WORK INSTRUCTION
Starting with the first line and ending with the line that holds "front-ends via the", repeat the material exactly.
Segment Start: MATERIAL FOR THIS EXERCISE
//! logistic_lab — estimation and inference engine for the logistic law.
//!
//! Purpose
//! -------
//! Serve as the computational core behind an interactive teaching tool
//! for logistic-distribution parameter estimation, and as the PyO3
//! bridge that exposes that core to notebook front-ends via the
//! `_logistic_lab` extension module when the `python-bindings` feature
//! is enabled. The crate generates reproducible synthetic samples,
//! fits Method-of-Moments and Maximum-Likelihood estimates, runs Wald
//! tests with Fisher-information variances, and aggregates Monte Carlo
//! bias/MSE studies.
//!
//! Key behaviors
//! -------------
//! - Re-export the core modules (`distribution`, `sampling`,
//!   `statistics`, `estimation`, `optimization`, `inference`,
//!   `monte_carlo`) as the public crate surface.
//! - Define `#[pyclass]` wrappers and the `#[pymodule]` initializer for
//!   the `_logistic_lab` Python extension behind the feature gate.
//!
//! Invariants & assumptions
//! ------------------------
//! - All numerical work lives in the inner modules; this file performs
//!   only FFI glue, input coercion, and error mapping.
//! - Determinism is end to end: `(n, parameters, seed)` fixes a sample
//!   bit for bit, and identical samples produce identical estimates.
//! - The core is pure and synchronous — no I/O, no logging, no global
//!   state. Long-running work reports through caller-supplied
//!   callbacks, which double as cooperative cancellation points.
//!
//! Conventions
//! -----------
//! - Results are plain structured data; number formatting, charting,
//!   and persistence belong to the consuming layer.
//! - Errors from core code are rich per-module enums internally and are
//!   converted to Python exceptions at the PyO3 boundary.
//!
//! Downstream usage
//! ----------------
//! - Native Rust callers depend directly on the inner modules and can
//!   ignore the PyO3 items guarded by `python-bindings`.
//! - Python callers import `_logistic_lab` (typically wrapped by a thin
//!   pure-Python facade) and work with the read-only result classes
//!   defined here.
//!
//! Testing notes
//! -------------
//! - Core behavior is covered by unit tests in the inner modules and by
//!   the integration suite under `tests/`, which chains
//!   sampler → estimators → inference → Monte Carlo on seeded data.

pub mod distribution;
pub mod estimation;
pub mod inference;
pub mod monte_carlo;
pub mod optimization;
pub mod sampling;
pub mod statistics;
pub mod utils;

#[cfg(feature = "python-bindings")]
use numpy::{IntoPyArray, PyArray1};

#[cfg(feature = "python-bindings")]
use pyo3::{exceptions::PyRuntimeError, exceptions::PyValueError, prelude::*, types::PyAny};

#[cfg(feature = "python-bindings")]
use crate::{
    distribution::Logistic,
    estimation::{estimate_mle, estimate_mom, types::MleEstimate, types::MomEstimate},
    inference::{
        confidence_interval, fisher_information, wald_test, ConfidenceInterval, FisherInfo,
        WaldTestResult,
    },
    monte_carlo::{
        run_monte_carlo, MethodSummary, MonteCarloConfig, MonteCarloRun, MonteCarloSignal,
    },
    statistics::DescriptiveStats,
    utils::extract_f64_array,
};

/// SummaryStats — Python-facing descriptive summary of a sample.
///
/// Thin read-only wrapper over [`DescriptiveStats`]; constructed by
/// [`descriptive_stats`] and inspected through scalar getters.
#[cfg(feature = "python-bindings")]
#[pyclass(module = "logistic_lab")]
pub struct SummaryStats {
    inner: DescriptiveStats,
}

#[cfg(feature = "python-bindings")]
#[pymethods]
impl SummaryStats {
    #[getter]
    pub fn n(&self) -> usize {
        self.inner.n
    }

    #[getter]
    pub fn mean(&self) -> f64 {
        self.inner.mean
    }

    #[getter]
    pub fn variance(&self) -> f64 {
        self.inner.variance
    }

    #[getter]
    pub fn std(&self) -> f64 {
        self.inner.std
    }

    #[getter]
    pub fn median(&self) -> f64 {
        self.inner.median
    }

    #[getter]
    pub fn min(&self) -> f64 {
        self.inner.min
    }

    #[getter]
    pub fn max(&self) -> f64 {
        self.inner.max
    }
}

/// MomFit — Python-facing Method-of-Moments estimate.
#[cfg(feature = "python-bindings")]
#[pyclass(module = "logistic_lab")]
pub struct MomFit {
    inner: MomEstimate,
}

#[cfg(feature = "python-bindings")]
#[pymethods]
impl MomFit {
    #[getter]
    pub fn location(&self) -> f64 {
        self.inner.location
    }

    #[getter]
    pub fn scale(&self) -> f64 {
        self.inner.scale
    }
}

/// MleFit — Python-facing Maximum-Likelihood estimate with optimizer
/// diagnostics (log-likelihood, iterations, convergence, timing).
#[cfg(feature = "python-bindings")]
#[pyclass(module = "logistic_lab")]
pub struct MleFit {
    inner: MleEstimate,
}

#[cfg(feature = "python-bindings")]
#[pymethods]
impl MleFit {
    #[getter]
    pub fn location(&self) -> f64 {
        self.inner.location
    }

    #[getter]
    pub fn scale(&self) -> f64 {
        self.inner.scale
    }

    #[getter]
    pub fn log_likelihood(&self) -> f64 {
        self.inner.log_likelihood
    }

    #[getter]
    pub fn iterations(&self) -> usize {
        self.inner.iterations
    }

    #[getter]
    pub fn converged(&self) -> bool {
        self.inner.converged
    }

    #[getter]
    pub fn elapsed_ms(&self) -> f64 {
        self.inner.elapsed.as_secs_f64() * 1e3
    }
}

/// FisherDiagnostics — asymptotic variances for both parameters.
#[cfg(feature = "python-bindings")]
#[pyclass(module = "logistic_lab")]
pub struct FisherDiagnostics {
    inner: FisherInfo,
}

#[cfg(feature = "python-bindings")]
#[pymethods]
impl FisherDiagnostics {
    #[getter]
    pub fn var_location(&self) -> f64 {
        self.inner.var_location
    }

    #[getter]
    pub fn var_scale(&self) -> f64 {
        self.inner.var_scale
    }
}

/// WaldOutcome — z-statistic, p-value, and rejection decision.
#[cfg(feature = "python-bindings")]
#[pyclass(module = "logistic_lab")]
pub struct WaldOutcome {
    inner: WaldTestResult,
}

#[cfg(feature = "python-bindings")]
#[pymethods]
impl WaldOutcome {
    #[getter]
    pub fn estimate(&self) -> f64 {
        self.inner.estimate
    }

    #[getter]
    pub fn null_value(&self) -> f64 {
        self.inner.null_value
    }

    #[getter]
    pub fn standard_error(&self) -> f64 {
        self.inner.standard_error
    }

    #[getter]
    pub fn z_score(&self) -> f64 {
        self.inner.z_score
    }

    #[getter]
    pub fn p_value(&self) -> f64 {
        self.inner.p_value
    }

    #[getter]
    pub fn rejected(&self) -> bool {
        self.inner.rejected
    }
}

/// Interval — symmetric asymptotic confidence interval.
#[cfg(feature = "python-bindings")]
#[pyclass(module = "logistic_lab")]
pub struct Interval {
    inner: ConfidenceInterval,
}

#[cfg(feature = "python-bindings")]
#[pymethods]
impl Interval {
    #[getter]
    pub fn lower(&self) -> f64 {
        self.inner.lower
    }

    #[getter]
    pub fn upper(&self) -> f64 {
        self.inner.upper
    }

    #[getter]
    pub fn level(&self) -> f64 {
        self.inner.level
    }
}

/// MethodReport — one method's side of a Monte Carlo study.
#[cfg(feature = "python-bindings")]
#[pyclass(module = "logistic_lab")]
#[derive(Clone)]
pub struct MethodReport {
    inner: MethodSummary,
}

#[cfg(feature = "python-bindings")]
#[pymethods]
impl MethodReport {
    #[getter]
    pub fn location_bias(&self) -> f64 {
        self.inner.location.bias
    }

    #[getter]
    pub fn location_mse(&self) -> f64 {
        self.inner.location.mse
    }

    #[getter]
    pub fn location_std(&self) -> f64 {
        self.inner.location.std
    }

    #[getter]
    pub fn scale_bias(&self) -> f64 {
        self.inner.scale.bias
    }

    #[getter]
    pub fn scale_mse(&self) -> f64 {
        self.inner.scale.mse
    }

    #[getter]
    pub fn scale_std(&self) -> f64 {
        self.inner.scale.std
    }

    /// Per-trial location estimates (for sampling-distribution plots).
    #[getter]
    pub fn location_estimates(&self) -> Vec<f64> {
        self.inner.location_estimates.clone()
    }

    /// Per-trial scale estimates (for sampling-distribution plots).
    #[getter]
    pub fn scale_estimates(&self) -> Vec<f64> {
        self.inner.scale_estimates.clone()
    }
}

/// StudyOutcome — full result of one Monte Carlo study.
#[cfg(feature = "python-bindings")]
#[pyclass(module = "logistic_lab")]
pub struct StudyOutcome {
    inner: MonteCarloRun,
}

#[cfg(feature = "python-bindings")]
#[pymethods]
impl StudyOutcome {
    #[getter]
    pub fn mom(&self) -> MethodReport {
        MethodReport { inner: self.inner.mom.clone() }
    }

    #[getter]
    pub fn mle(&self) -> MethodReport {
        MethodReport { inner: self.inner.mle.clone() }
    }

    #[getter]
    pub fn avg_mle_elapsed_ms(&self) -> f64 {
        self.inner.avg_mle_elapsed.as_secs_f64() * 1e3
    }
}

/// Draw `n` logistic variates as a numpy array.
#[cfg(feature = "python-bindings")]
#[pyfunction]
#[pyo3(signature = (n, location, scale, seed), text_signature = "(n, location, scale, seed, /)")]
pub fn simulate<'py>(
    py: Python<'py>, n: usize, location: f64, scale: f64, seed: u32,
) -> PyResult<Bound<'py, PyArray1<f64>>> {
    let dist =
        Logistic::new(location, scale).map_err(|e| PyValueError::new_err(e.to_string()))?;
    let sample = crate::sampling::simulate(n, &dist, seed);
    Ok(sample.into_pyarray(py))
}

/// Descriptive summary of a data array.
#[cfg(feature = "python-bindings")]
#[pyfunction]
#[pyo3(text_signature = "(data, /)")]
pub fn descriptive_stats<'py>(
    py: Python<'py>, data: &Bound<'py, PyAny>,
) -> PyResult<SummaryStats> {
    let arr = extract_f64_array(py, data)?;
    let slice = arr
        .as_slice()
        .map_err(|_| PyValueError::new_err("data must be a contiguous 1-D float64 array"))?;
    let inner = DescriptiveStats::from_sample(slice)
        .map_err(|e| PyValueError::new_err(e.to_string()))?;
    Ok(SummaryStats { inner })
}

/// Method-of-Moments fit of a data array.
#[cfg(feature = "python-bindings")]
#[pyfunction]
#[pyo3(text_signature = "(data, /)")]
pub fn fit_mom<'py>(py: Python<'py>, data: &Bound<'py, PyAny>) -> PyResult<MomFit> {
    let arr = extract_f64_array(py, data)?;
    let slice = arr
        .as_slice()
        .map_err(|_| PyValueError::new_err("data must be a contiguous 1-D float64 array"))?;
    let inner = estimate_mom(slice).map_err(|e| PyValueError::new_err(e.to_string()))?;
    Ok(MomFit { inner })
}

/// Maximum-likelihood fit of a data array.
#[cfg(feature = "python-bindings")]
#[pyfunction]
#[pyo3(signature = (data, seed_with_mom = true), text_signature = "(data, /, seed_with_mom=True)")]
pub fn fit_mle<'py>(
    py: Python<'py>, data: &Bound<'py, PyAny>, seed_with_mom: bool,
) -> PyResult<MleFit> {
    let arr = extract_f64_array(py, data)?;
    let slice = arr
        .as_slice()
        .map_err(|_| PyValueError::new_err("data must be a contiguous 1-D float64 array"))?;
    let inner =
        estimate_mle(slice, seed_with_mom).map_err(|e| PyValueError::new_err(e.to_string()))?;
    Ok(MleFit { inner })
}

/// Asymptotic Fisher-information variances at a fitted scale.
#[cfg(feature = "python-bindings")]
#[pyfunction]
#[pyo3(name = "fisher_information", text_signature = "(n, scale, /)")]
pub fn fisher_information_py(n: usize, scale: f64) -> PyResult<FisherDiagnostics> {
    let inner =
        fisher_information(n, scale).map_err(|e| PyValueError::new_err(e.to_string()))?;
    Ok(FisherDiagnostics { inner })
}

/// Two-sided Wald z-test of an estimate against a null value.
#[cfg(feature = "python-bindings")]
#[pyfunction]
#[pyo3(
    name = "wald_test",
    signature = (estimate, null_value, variance, alpha = 0.05),
    text_signature = "(estimate, null_value, variance, /, alpha=0.05)"
)]
pub fn wald_test_py(
    estimate: f64, null_value: f64, variance: f64, alpha: f64,
) -> PyResult<WaldOutcome> {
    let inner = wald_test(estimate, null_value, variance, alpha)
        .map_err(|e| PyValueError::new_err(e.to_string()))?;
    Ok(WaldOutcome { inner })
}

/// Symmetric asymptotic confidence interval around an estimate.
#[cfg(feature = "python-bindings")]
#[pyfunction]
#[pyo3(
    name = "confidence_interval",
    signature = (estimate, variance, alpha = 0.05),
    text_signature = "(estimate, variance, /, alpha=0.05)"
)]
pub fn confidence_interval_py(estimate: f64, variance: f64, alpha: f64) -> PyResult<Interval> {
    let inner = confidence_interval(estimate, variance, alpha)
        .map_err(|e| PyValueError::new_err(e.to_string()))?;
    Ok(Interval { inner })
}

/// Monte Carlo bias/MSE study with an optional progress callable.
///
/// The callable receives the completed percentage and may return
/// `False` to cancel the study between trials.
#[cfg(feature = "python-bindings")]
#[pyfunction]
#[pyo3(
    name = "monte_carlo",
    signature = (n_sims, location, scale, n, progress = None),
    text_signature = "(n_sims, location, scale, n, /, progress=None)"
)]
pub fn monte_carlo_py<'py>(
    n_sims: usize, location: f64, scale: f64, n: usize, progress: Option<&Bound<'py, PyAny>>,
) -> PyResult<StudyOutcome> {
    let config = MonteCarloConfig::new(n_sims, location, scale, n)
        .map_err(|e| PyValueError::new_err(e.to_string()))?;

    let mut callback_error: Option<PyErr> = None;
    let mut callback = |snapshot: crate::monte_carlo::MonteCarloProgress| {
        let Some(callable) = progress else {
            return MonteCarloSignal::Continue;
        };
        match callable.call1((snapshot.percent,)) {
            Ok(returned) => match returned.is_truthy() {
                Ok(false) => MonteCarloSignal::Cancel,
                _ => MonteCarloSignal::Continue,
            },
            Err(err) => {
                callback_error = Some(err);
                MonteCarloSignal::Cancel
            }
        }
    };

    let result = run_monte_carlo(&config, Some(&mut callback));
    if let Some(err) = callback_error {
        return Err(err);
    }
    let inner = result.map_err(|e| PyRuntimeError::new_err(e.to_string()))?;
    Ok(StudyOutcome { inner })
}

/// _logistic_lab — PyO3 module initializer for the Python extension.
///
/// Registers the estimation, inference, and Monte Carlo surface on the
/// `_logistic_lab` module; a thin pure-Python package is expected to
/// wrap it with user-facing names.
#[cfg(feature = "python-bindings")]
#[pymodule]
fn _logistic_lab<'py>(_py: Python<'py>, m: &Bound<'py, PyModule>) -> PyResult<()> {
    m.add_function(wrap_pyfunction!(simulate, m)?)?;
    m.add_function(wrap_pyfunction!(descriptive_stats, m)?)?;
    m.add_function(wrap_pyfunction!(fit_mom, m)?)?;
    m.add_function(wrap_pyfunction!(fit_mle, m)?)?;
    m.add_function(wrap_pyfunction!(fisher_information_py, m)?)?;
    m.add_function(wrap_pyfunction!(wald_test_py, m)?)?;
    m.add_function(wrap_pyfunction!(confidence_interval_py, m)?)?;
    m.add_function(wrap_pyfunction!(monte_carlo_py, m)?)?;
    m.add_class::<SummaryStats>()?;
    m.add_class::<MomFit>()?;
    m.add_class::<MleFit>()?;
    m.add_class::<FisherDiagnostics>()?;
    m.add_class::<WaldOutcome>()?;
    m.add_class::<Interval>()?;
    m.add_class::<MethodReport>()?;
    m.add_class::<StudyOutcome>()?;
    Ok(())
}
//! inference::normal — standard normal CDF approximation.
//!
//! Purpose
//! -------
//! Evaluate Φ(x), the standard normal CDF, via the Abramowitz–Stegun
//! 7.1.26 rational approximation of the error function. The p-value of
//! a Wald z-test is `2·(1 − Φ(|z|))`, and a closed-form approximation
//! keeps the whole inference layer dependency-free and branch-simple.
//!
//! Key behaviors
//! -------------
//! - Fixed coefficients a₁..a₅ and p = 0.3275911; absolute error is
//!   bounded by ≈1.5e-7 over the real line.
//! - Negative arguments go through the sign reflection
//!   Φ(−x) = 1 − Φ(x).
//!
//! Invariants & assumptions
//! ------------------------
//! - Output lies in [0, 1] and is monotone in x up to the approximation
//!   error; the error bound is asserted against a reference
//!   implementation (`statrs`) in the test suite.
//!
//! Downstream usage
//! ----------------
//! - `inference::wald` computes two-sided p-values with it.
//!
//! Testing notes
//! -------------
//! - Unit tests pin Φ(0), compare a grid of arguments against `statrs`
//!   within 1.5e-7, and check the reflection identity.

/// Abramowitz–Stegun 7.1.26 coefficients.
const A1: f64 = 0.254829592;
const A2: f64 = -0.284496736;
const A3: f64 = 1.421413741;
const A4: f64 = -1.453152027;
const A5: f64 = 1.061405429;
const P: f64 = 0.3275911;

/// Standard normal CDF Φ(x), accurate to ≈1.5e-7 in absolute error.
///
/// Parameters
/// ----------
/// - `x`: `f64` — any real argument; the tails saturate to 0 and 1.
///
/// Returns
/// -------
/// `f64`
///   The approximate probability `P(Z ≤ x)` for `Z ~ N(0, 1)`.
pub fn standard_normal_cdf(x: f64) -> f64 {
    let sign = if x < 0.0 { -1.0 } else { 1.0 };
    let x = x.abs() / std::f64::consts::SQRT_2;

    let t = 1.0 / (1.0 + P * x);
    let y = 1.0 - (((((A5 * t + A4) * t) + A3) * t + A2) * t + A1) * t * (-x * x).exp();

    0.5 * (1.0 + sign * y)
}

#[cfg(test)]
mod tests {
    use super::*;
    use statrs::distribution::{ContinuousCDF, Normal};

    // -------------------------------------------------------------------------
    // Scope
    // -----
    // These tests cover:
    // - The pinned value at zero (the approximation is not exactly 0.5
    //   there; the small offset is part of the contract).
    // - The stated ≈1.5e-7 error bound against the statrs reference CDF
    //   on a grid spanning both tails.
    // - The sign-reflection identity Φ(−x) + Φ(x) = 1.
    //
    // They intentionally DO NOT cover:
    // - Inverse-CDF behavior; the inference layer never inverts Φ (the
    //   critical value is a pinned constant there).
    // -------------------------------------------------------------------------

    #[test]
    // Purpose
    // -------
    // Pin the value at zero, including the approximation's tiny offset
    // from exactly one half.
    //
    // Given
    // -----
    // - x = 0.
    //
    // Expect
    // ------
    // - Φ(0) = 0.5000000005 within 1e-12.
    fn standard_normal_cdf_at_zero_matches_reference_offset() {
        // Act
        let phi = standard_normal_cdf(0.0);

        // Assert
        assert!((phi - 0.500_000_000_5).abs() < 1e-12, "got {phi}");
    }

    #[test]
    // Purpose
    // -------
    // Verify the stated error bound against a reference normal CDF on a
    // grid covering both tails and the center.
    //
    // Given
    // -----
    // - statrs Normal(0, 1) as the oracle and x ∈ {−6, …, 6} in steps
    //   of 0.25.
    //
    // Expect
    // ------
    // - |Φ_approx(x) − Φ_ref(x)| ≤ 1.5e-7 everywhere on the grid.
    fn standard_normal_cdf_grid_within_stated_error_bound() {
        // Arrange
        let reference = Normal::new(0.0, 1.0).expect("unit normal");

        // Act & Assert
        let mut k = -24;
        while k <= 24 {
            let x = f64::from(k) * 0.25;
            let approx = standard_normal_cdf(x);
            let exact = reference.cdf(x);
            assert!(
                (approx - exact).abs() <= 1.5e-7,
                "error {} at x = {x}",
                (approx - exact).abs()
            );
            k += 1;
        }
    }

    #[test]
    // Purpose
    // -------
    // Check the reflection identity the sign branch is built on.
    //
    // Given
    // -----
    // - A handful of positive arguments.
    //
    // Expect
    // ------
    // - Φ(−x) + Φ(x) = 1 within 1e-12 for each.
    fn standard_normal_cdf_reflection_identity_holds() {
        // Act & Assert
        for &x in &[0.1_f64, 0.5, 1.0, 1.96, 2.5, 4.0] {
            let sum = standard_normal_cdf(-x) + standard_normal_cdf(x);
            assert!((sum - 1.0).abs() < 1e-12, "Φ(−{x}) + Φ({x}) = {sum}");
        }
    }
}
Segment End: MATERIAL FOR THIS EXERCISE
EXERCISE RESULT
//! logistic_lab — estimation and inference engine for the logistic law.
//!
//! Purpose
//! -------
//! Serve as the computational core behind an interactive teaching tool
//! for logistic-distribution parameter estimation, and as the PyO3
//! bridge that exposes that core to notebook front-ends via the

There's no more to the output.